The entire Cornhusker State will go under the Moon’s shadow for 18 minutes from 11:47 MDT on August 21, 2017
It’s time to hit the the great American west! At 478 miles, Nebraska will host the longest Path of Totality of any US state during the 2017 Total Solar Eclipse. According to Carhenge Eclipse, a partial eclipse is like standing outside the restaurant smelling the steak on the grill – while a Total Solar Eclipse is like eating Nebraska Beef. Having witnessed both, we’re not going to argue with that. Nor with the fact that this mid-western state has some fine weather prospects and potential locations to watch the celestial event. Alliance, Nebraska and the environs is an easy place to head to for eclipse-chasers coming from North Dakota, South Dakota, Colorado, Kansas, Oklahoma and Texas, as well as Canada.
A mixed-grass prairie on grass-stabilized sand dunes in north-central Nebraska, the Nebraska Sandhills are the largest sand dune formation in the Western Hemisphere. Add a Total Solar Eclipse and you will have a very special experience. With great weather prospects and easy travel, this is a great choice. For the big moment, it’s a case of getting out of your vehicle somewhere on Interstate 80 between Lincoln in the east and North Platte in the west (you could even fly in to Omaha or Lincoln, Nebraska – probably from Chicago – and rent a vehicle).

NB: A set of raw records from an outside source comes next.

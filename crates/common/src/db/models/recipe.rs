//! Recipe entity

use sea_orm::entity::prelude::*;
use serde::{Deserialize, Serialize};

#[derive(Clone, Debug, PartialEq, Eq, DeriveEntityModel, Serialize, Deserialize)]
#[sea_orm(table_name = "recetas")]
pub struct Model {
    #[sea_orm(primary_key)]
    pub id: i32,

    #[sea_orm(column_name = "nombre")]
    pub name: String,

    #[sea_orm(column_name = "descripcion", column_type = "Text", nullable)]
    pub description: Option<String>,

    #[sea_orm(column_name = "categoria_id", nullable)]
    pub category_id: Option<i32>,

    /// Relative path under the public photos prefix
    #[sea_orm(column_name = "foto_principal", nullable)]
    pub main_photo: Option<String>,

    #[sea_orm(column_name = "fecha_creacion")]
    pub created_at: DateTimeUtc,
}

#[derive(Copy, Clone, Debug, EnumIter, DeriveRelation)]
pub enum Relation {
    #[sea_orm(
        belongs_to = "super::category::Entity",
        from = "Column::CategoryId",
        to = "super::category::Column::Id"
    )]
    Category,

    #[sea_orm(has_many = "super::recipe_ingredient::Entity")]
    Ingredients,

    #[sea_orm(has_many = "super::step::Entity")]
    Steps,
}

impl Related<super::category::Entity> for Entity {
    fn to() -> RelationDef {
        Relation::Category.def()
    }
}

impl Related<super::recipe_ingredient::Entity> for Entity {
    fn to() -> RelationDef {
        Relation::Ingredients.def()
    }
}

impl Related<super::step::Entity> for Entity {
    fn to() -> RelationDef {
        Relation::Steps.def()
    }
}

impl ActiveModelBehavior for ActiveModel {}
//! Recipe handlers

use axum::{
    extract::{multipart::MultipartRejection, Multipart, Path, State},
    http::StatusCode,
    Json,
};
use serde::{Deserialize, Serialize};

use crate::{forms, AppState};
use roverrecipes_common::{
    db::{RecipeDetail, RecipeSummary},
    errors::{AppError, Result},
};

/// Response after creating a recipe
#[derive(Debug, Serialize, Deserialize)]
pub struct CreateRecipeResponse {
    pub success: bool,
    pub id: i32,
    #[serde(rename = "nombre")]
    pub name: String,
}

/// List every recipe with its category name
pub async fn list_recipes(State(state): State<AppState>) -> Result<Json<Vec<RecipeSummary>>> {
    let recipes = state.repo().list_recipes().await?;
    Ok(Json(recipes))
}

/// Get a recipe with its ingredients and steps
pub async fn get_recipe(
    State(state): State<AppState>,
    Path(recipe_id): Path<i32>,
) -> Result<Json<RecipeDetail>> {
    let recipe = state
        .repo()
        .find_recipe(recipe_id)
        .await?
        .ok_or(AppError::RecipeNotFound { id: recipe_id })?;

    Ok(Json(recipe))
}

/// Create a recipe from the multipart creation form
pub async fn create_recipe(
    State(state): State<AppState>,
    multipart: std::result::Result<Multipart, MultipartRejection>,
) -> Result<(StatusCode, Json<CreateRecipeResponse>)> {
    let multipart = multipart.map_err(|e| AppError::InvalidFormat {
        message: e.body_text(),
    })?;

    let submission = forms::read_recipe_form(multipart, state.config.server.max_upload_bytes).await?;
    let recipe = state.catalog.create_recipe(submission).await?;

    Ok((
        StatusCode::CREATED,
        Json(CreateRecipeResponse {
            success: true,
            id: recipe.id,
            name: recipe.name,
        }),
    ))
}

Totality can be glimpsed in Nebraska at 11:47 am MDT on August 21, 2017 in the far west of the state, with the moon shadow leaving Nebraska at 12:05 pm MDT.
However, note that Eastern Nebraska is in the Central Time Zone, Western Nebraska is in the Mountain Time Zone – so from Imperial and Ogallala east, add an hour for CDT (there’s a good guide here).
Three places to see the eclipse in Nebraska:
1 – Carhenge, Alliance
The next Total Solar Eclipse at the real Stonehenge in England is not until May 5, 2600, but why wait? A few miles north of Alliance on Highway 87, this local replica of Stonehenge – created from vintage American-made automobiles rather than rock – dates back to 1987. OK, so it’s not 5,000 years, but who’s counting?
2 – Agate Fossil Beds National Monument, Whistle Creek
Another one for those who want to experience the eclipse in solitude, the Agate Fossil Beds National Monument is a U.S. National Monument near Harrison, Nebraska. It’s mainly grass-covered plains, most famous for the ‘devil’s corkscrew’ Palaeocastor fossils (the visitor’s centre has an exhibition on these ‘Miocene Monsters‘). The Niobrara River flows through here.
3 – Gage County Fairgrounds, Beatrice
A location for community activities both pre- and post-eclipse, the Gage County Fairgrounds will stage stock car racing at Beatrice Speedway on the Friday, live music on Saturday and movies at the fairgrounds on Sunday before the big event on Monday: a Total Solar Eclipse!